De quoi l’universalisme est-il le nom ?

   Il faut mesurer les effets dévastateurs de la domination coloniale, en perte de   « l’estime de soi », « Lorsque le plus fort nous a imposé de renoncer à soi pour endosser sa propre culture […] Nous a dépossédés du pouvoir de se nommer soi-même, nous privant alors de  « ce qui en tout homme est possibilité, promesse d’accomplissement de l’homme » nous dit une jeune philosophe citant le poète Jean Amrouche. (P.222).  Ces cultures, niées, dévalorisées, effacées souvent, ne doivent-elles pas être réinterrogées, réévaluées  par les Africains eux-mêmes en se préservant des  « ruses de la colonialité […] un dispositif de pouvoir né avec la colonisation historique, […] dont la forme se perpétue au-delà des décolonisations historiques » et qui imprègnent les théories économiques et politiques échafaudées à l’Ouest et qui sont souvent conformes aux intérêts des anciennes puissances coloniales  ?

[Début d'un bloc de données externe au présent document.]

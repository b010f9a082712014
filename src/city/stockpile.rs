//! Stockpile - settlement-level food storage

use serde::{Deserialize, Serialize};

/// Food held by a settlement. Deposits only; nothing is withdrawn or spoils.
#[derive(Debug, Clone, Copy, Default, PartialEq, Eq, Serialize, Deserialize)]
pub struct Stockpile {
    amount: u64,
    /// Lifetime sum of deposits
    total_deposited: u64,
    deposits: u32,
}

impl Stockpile {
    pub fn new() -> Self {
        Self::default()
    }

    /// Current amount stored
    pub fn amount(&self) -> u64 {
        self.amount
    }

    pub fn total_deposited(&self) -> u64 {
        self.total_deposited
    }

    /// Number of non-empty deposits received
    pub fn deposit_count(&self) -> u32 {
        self.deposits
    }

    /// Add resources; returns the new stored amount
    pub fn deposit(&mut self, amount: u32) -> u64 {
        if amount > 0 {
            self.amount += amount as u64;
            self.total_deposited += amount as u64;
            self.deposits += 1;
        }
        self.amount
    }
}
pub mod grid;

pub use grid::Grid;
//! Agents - per-entity state, motion clock and behaviors

pub mod agent;
pub mod behavior;
pub mod motion;

pub use agent::{cell_center, Agent, AgentRole, AgentState, AgentTraits};
pub use motion::{MotionParams, MotionPhase};
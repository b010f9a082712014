//! Dual clock: continuous visual motion vs. discrete logic ticks
//!
//! Every frame the visual position eases toward the center of the agent's
//! logical cell and the think timer advances. A logic tick fires only when
//! the agent has visually arrived AND its timer has elapsed, so a cell move
//! is always completed on screen before the next decision is taken.

use serde::{Deserialize, Serialize};

use crate::core::config::SimulationConfig;
use crate::entity::agent::{cell_center, Agent};

/// Where an agent is in its motion/logic cycle
#[derive(Debug, Clone, Copy, PartialEq, Eq, Default, Serialize, Deserialize)]
pub enum MotionPhase {
    /// On the cell center, waiting for the think timer
    #[default]
    Idle,
    /// Still easing toward the cell center
    Arriving,
    /// Fired a logic tick this frame
    TickReady,
}

/// World-level constants the motion update needs
#[derive(Debug, Clone, Copy, PartialEq)]
pub struct MotionParams {
    pub cell_dim: f32,
    pub arrival_tolerance: f32,
    pub road_speed_bonus: f32,
}

impl MotionParams {
    pub fn from_config(config: &SimulationConfig) -> Self {
        Self {
            cell_dim: config.world.cell_dim,
            arrival_tolerance: config.behavior.arrival_tolerance,
            road_speed_bonus: config.behavior.road_speed_bonus,
        }
    }
}

impl Default for MotionParams {
    fn default() -> Self {
        Self::from_config(&SimulationConfig::default())
    }
}

impl Agent {
    /// Advance the visual clock by `delta_time` seconds.
    ///
    /// `road_quality` is the pathing value (0..=1) of the target cell.
    /// Returns true when a logic tick fired; the agent is then exactly on
    /// its cell center, its timer is reset and its age has gone up by one.
    pub fn update(&mut self, delta_time: f32, road_quality: f32, params: &MotionParams) -> bool {
        let target = cell_center(self.cell(), params.cell_dim);

        let speed = (self.move_speed + road_quality.clamp(0.0, 1.0) * params.road_speed_bonus)
            .clamp(0.0, 1.0);
        self.position = self.position.lerp(&target, speed);
        self.time_since_think += delta_time;

        // Per-axis check absorbs the float residue lerp never quite closes
        let arrived = (self.position.x - target.x).abs() < params.arrival_tolerance
            && (self.position.y - target.y).abs() < params.arrival_tolerance;

        if arrived && self.time_since_think >= self.think_delay {
            self.position = target;
            self.time_since_think = 0.0;
            self.age += 1;
            self.motion = MotionPhase::TickReady;
            return true;
        }

        self.motion = if arrived {
            MotionPhase::Idle
        } else {
            MotionPhase::Arriving
        };
        false
    }
}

  Ils ont stigmatisé « l’hégémonie longtemps exercée par le discours occidental sur presque tous les pans du savoir humain et de la culture. » (P.9). « Dans le cas du colonialisme, l’établissement de cette emprise prit deux formes : la destruction ou la dévalorisation systématique de la culture des colonisés, de leur art, de leurs danses, de leurs religions, de leur histoire, de leur géographie, de leur éducation, de leur littérature écrite ou orale – et inversement la glorification incessante de la langue du colonisateur. » (P.222.)

  Certains ont dénoncé l’exploitation humaine, le pillage colonial des ressources naturelles.

  La prétention de l’Occident à l’universalisme est l’expression de cette domination. Il a servi et sert aujourd’hui encore de cache-sexe aux expéditions et aux conquêtes coloniales. Comment dès lors le « décoloniser » ?

   Faut-il lui comme l’ont proposé plusieurs auteurs lui opposer un autre universalisme, en l’occurrence un universalisme africain en considération de ce que « le futur de la planète se joue en grande partie en Afrique » ? Ou bien convient-il de rompre « avec le souci douteux de l’universel » (63) et ne  concevoir l’universalisme que dans la diversité et la complémentarité des cultures à l’opposé d’une construction abstraite et désincarnée ? Ce n’est pas une question simple et elle fit débat.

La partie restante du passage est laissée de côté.